The Federal Deposit Insurance Corporation plans to release as early as next week a long-awaited proposal to top up its Deposit Insurance Fund, which was depleted in part by the failures of Silicon Valley Bank and Signature Bank, according to people familiar with the matter. .
Smaller lenders with less than $10 billion in assets would not have to pay, said the people, who were not authorized to discuss the deliberations. There were more than 4,000 institutions below that threshold at the end of last year, FDIC data shows.
Depending on the size of their deposit portfolio, some banks with up to $50 billion in assets could also avoid payments, which could be spread over two years or paid in one lump sum, two of the people said.
Under the plan, larger lenders would face the same fee structure, but could end up having to put up more money due to balance sheet size and the number of depositors, the people said. Deposit risk will not be a factor.
A political battle has been raging over who should be involved in reloading the fund after it was depleted by billions of dollars when the government took the extraordinary step of making all SVB and Signature depositors, even the uninsured , are complete. Smaller banks have lobbied hard to avoid paying so-called special appraisal fees, in addition to the contributions that all lenders make to finance on a quarterly basis.
The FDIC declined to comment on its plans. Martin Gruenberg, the agency’s president, has said he would give special consideration to the fee burden of smaller lenders.

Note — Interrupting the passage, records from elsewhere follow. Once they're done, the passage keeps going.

//! extool-core - Core library for extool
//!
//! Named shell commands ("external tools") that run in a reusable terminal
//! session, in a directory derived from the current project or file:
//!
//! - **store**: the tool registry, synced to persisted settings
//! - **settings**: settings storage (TOML file or in-memory)
//! - **scope**: `$ProjectFileDir$` / `$FilePath$` expansion
//! - **terminal**: terminal session lifecycle (tmux backend)
//! - **controller**: tool invocation and the define/update/remove flows
//! - **prompt**: the interface a UI implements to drive the controller

pub mod controller;
pub mod error;
pub mod prompt;
pub mod scope;
pub mod settings;
pub mod store;
pub mod terminal;
pub mod testing;
pub mod tool;

// Re-export commonly used types
pub use controller::{Dispatch, Outcome, ToolController};
pub use error::{Error, Result};
pub use prompt::{ChoiceItem, Notice, PromptProvider, TextPrompt};
pub use scope::{ExecutionScope, HostContext};
pub use settings::{FileSettings, SettingsStore};
pub use store::CommandStore;
pub use terminal::{SessionManager, SessionPolicy, TerminalBackend, TerminalSession, TmuxBackend};
pub use tool::{ToolCollection, ToolDefinition};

The fees, known as a special assessment, will not cover the estimated $13 billion in losses that will stem from the failure of First Republic Bank, two of the people said. That hit to the fund will be addressed through quarterly fees that lenders put into the fund.
The DIF, as the fund is known, is a key part of the US financial system, used to insure most accounts up to $250,000. All insured banks top it up by paying quarterly fees known as assessments. The amount is based on formulas.
At Signature and SVB, many depositors had millions in their accounts, meaning they were uninsured, and they were businesses in desperate need of cash. The FDIC declared a “systemic risk exception” to use the fund to pay those depositors, plus those who would fall below $250,000.
The FDIC has said that covering uninsured depositors it will cost the DIF $19,200 million and would be paid by special appraisal. The agency can vote next week to present its plan to charge them and then receive public comment on the proposal, before finalizing it months later.
The move to use the DIF to cover uninsured depositors has kicked off a long-simmering debate about whether to raise the $250,000 limit. On Monday, the FDIC said it supported expanding coverage to businesses and presented three options for reviewing the fund.
Beyond the special assessment that could be proposed next week and broader review considerations, the agency is also set to announce changes to the regular quarterly fees that banks must pay to DIF. That plan will help cushion any shock from the First Republic to the DIF, the people said.